= Connolly Association =

Organization supporting Irish republicanism

The Connolly Association is an organisation based among Irish emigrants in Britain which supports the aims of Irish republicanism. It takes its name from James Connolly, a socialist republican, born in Edinburgh, Scotland and executed by the British Army for his involvement in the 1916 Easter Rising.

==History==
It was formed in London in 1938 as the Connolly Club by members of the London branch of the Republican Congress, the Irish branch of the League Against Imperialism (a front for the Communist International) and the British-based Irish Self-Determination League. They claimed as a goal to be working for a united and independent Ireland and to provide a social and cultural centre for those promoting the teachings of James Connolly.

Throughout the 1950s and 1960s, the Connolly Association influenced trade unionists in Belfast who went on to establish the Northern Ireland Civil Rights Association in Northern Ireland. The Association continued to organise meetings throughout Britain and a number of new branches were established.

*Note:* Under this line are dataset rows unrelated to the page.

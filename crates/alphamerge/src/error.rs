//! Errors reported by the compositor.
//!
//! Exactly two kinds cross the `compose` boundary: the inputs could not be
//! turned into pixels, or the result could not be persisted. Both carry the
//! offending path and the underlying cause.

use alphamerge_io::IoError;
use alphamerge_ops::OpsError;
use std::path::{Path, PathBuf};
use thiserror::Error;

/// Failure of a single [`crate::compose`] call.
#[derive(Debug, Error)]
pub enum CompositorError {
    /// An input is missing, unreadable, or not a decodable image.
    #[error("cannot decode {}: {source}", .path.display())]
    Decode {
        /// Input that failed.
        path: PathBuf,
        /// Underlying cause.
        #[source]
        source: DecodeCause,
    },

    /// The output could not be written.
    #[error("cannot write {}: {source}", .path.display())]
    Write {
        /// Requested output path.
        path: PathBuf,
        /// Underlying cause.
        #[source]
        source: IoError,
    },
}

/// What went wrong while turning an input file into pixels.
#[derive(Debug, Error)]
pub enum DecodeCause {
    /// Reading or parsing the file failed.
    #[error(transparent)]
    Io(#[from] IoError),

    /// The decoded pixels could not be converted.
    #[error(transparent)]
    Pixels(#[from] OpsError),
}

impl CompositorError {
    pub(crate) fn decode(path: &Path, source: impl Into<DecodeCause>) -> Self {
        Self::Decode {
            path: path.to_path_buf(),
            source: source.into(),
        }
    }

    pub(crate) fn write(path: &Path, source: IoError) -> Self {
        Self::Write {
            path: path.to_path_buf(),
            source,
        }
    }

    /// Path the error refers to.
    pub fn path(&self) -> &Path {
        match self {
            Self::Decode { path, .. } | Self::Write { path, .. } => path,
        }
    }

    /// True for input-side failures.
    pub fn is_decode(&self) -> bool {
        matches!(self, Self::Decode { .. })
    }

    /// True for output-side failures.
    pub fn is_write(&self) -> bool {
        matches!(self, Self::Write { .. })
    }
}

/// Result type for compositor calls.
pub type Result<T> = std::result::Result<T, CompositorError>;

The Connolly Association has produced a newspaper since 1939, known first as Irish Freedom and then from 1945 as the Irish Democrat. It supports the Good Friday Agreement but continues to press for an end to the partition of Ireland and the unification of Northern Ireland with the Republic of Ireland.

==Members==
Notable members of the Connolly Association included C. Desmond Greaves, Anthony Coughlan Roy Johnston, Luke Kelly, Eddie Dempsey, Paddy Roe McLaughlin, Bob Doyle, and Derry Kelleher.